//! # Callback Registry Module
//!
//! Associa ogni job (identificato dal nome del file di input, senza path)
//! alla coppia di callback successo/errore del chiamante.
//! Il dispatch rimuove la entry: ogni registrazione viene consegnata al
//! massimo una volta, e le entry non si accumulano.

use crate::error::OptimizeError;
use crate::optimizer::completion::CompletionContext;
use crate::utils::base_name;
use std::collections::HashMap;
use std::fmt;
use std::path::{Path, PathBuf};
use std::sync::{Arc, Mutex, MutexGuard, PoisonError};
use tracing::{debug, warn};

/// Success handler, receives the optimized video path
pub type OnComplete = Box<dyn FnOnce(PathBuf) + Send + 'static>;
/// Failure handler, receives the reason
pub type OnFailure = Box<dyn FnOnce(OptimizeError) + Send + 'static>;

/// Base name of the input video; routes the engine's completion back to its caller
#[derive(Debug, Clone, PartialEq, Eq, Hash)]
pub struct JobKey(String);

impl JobKey {
    pub fn from_path(input: &Path) -> Self {
        Self(base_name(input))
    }

    pub fn as_str(&self) -> &str {
        &self.0
    }
}

impl fmt::Display for JobKey {
    fn fmt(&self, f: &mut fmt::Formatter<'_>) -> fmt::Result {
        f.write_str(&self.0)
    }
}

struct CallbackEntry {
    on_success: OnComplete,
    on_failure: OnFailure,
}

/// Pending terminal callbacks, keyed by `JobKey`
pub struct CallbackRegistry {
    entries: Mutex<HashMap<JobKey, CallbackEntry>>,
    context: Arc<dyn CompletionContext>,
}

impl CallbackRegistry {
    /// Handlers will run on `context`
    pub fn new(context: Arc<dyn CompletionContext>) -> Self {
        Self {
            entries: Mutex::new(HashMap::new()),
            context,
        }
    }

    fn entries(&self) -> MutexGuard<'_, HashMap<JobKey, CallbackEntry>> {
        self.entries.lock().unwrap_or_else(PoisonError::into_inner)
    }

    /// Store both handlers for `key`; a previous registration for the same key is replaced
    pub fn register(&self, key: JobKey, on_success: OnComplete, on_failure: OnFailure) {
        debug!("Registering callbacks for {}", key);
        let previous = self.entries().insert(key.clone(), CallbackEntry { on_success, on_failure });
        if previous.is_some() {
            warn!("Callbacks for {} were already registered and have been replaced", key);
        }
    }

    /// Schedule the success handler of `key`. Returns false if nothing was registered.
    pub fn dispatch_success(&self, key: &JobKey, output: PathBuf) -> bool {
        match self.take(key) {
            Some(entry) => {
                debug!("The success callback for {} is going to be run", key);
                let on_success = entry.on_success;
                self.context.execute(Box::new(move || on_success(output)));
                true
            }
            None => {
                debug!("No pending callbacks for {}, success ignored", key);
                false
            }
        }
    }

    /// Schedule the failure handler of `key`. Returns false if nothing was registered.
    pub fn dispatch_failure(&self, key: &JobKey, error: OptimizeError) -> bool {
        match self.take(key) {
            Some(entry) => {
                debug!("The failure callback for {} is going to be run", key);
                let on_failure = entry.on_failure;
                self.context.execute(Box::new(move || on_failure(error)));
                true
            }
            None => {
                debug!("No pending callbacks for {}, failure ignored: {}", key, error);
                false
            }
        }
    }

    fn take(&self, key: &JobKey) -> Option<CallbackEntry> {
        self.entries().remove(key)
    }
}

### [WHAT IS REQUIRED]
Which lines in the records above contain the word "Schedule"? Copy each one.

### [PROBLEM SOLUTION]
    /// Schedule the success handler of `key`. Returns false if nothing was registered.
    /// Schedule the failure handler of `key`. Returns false if nothing was registered.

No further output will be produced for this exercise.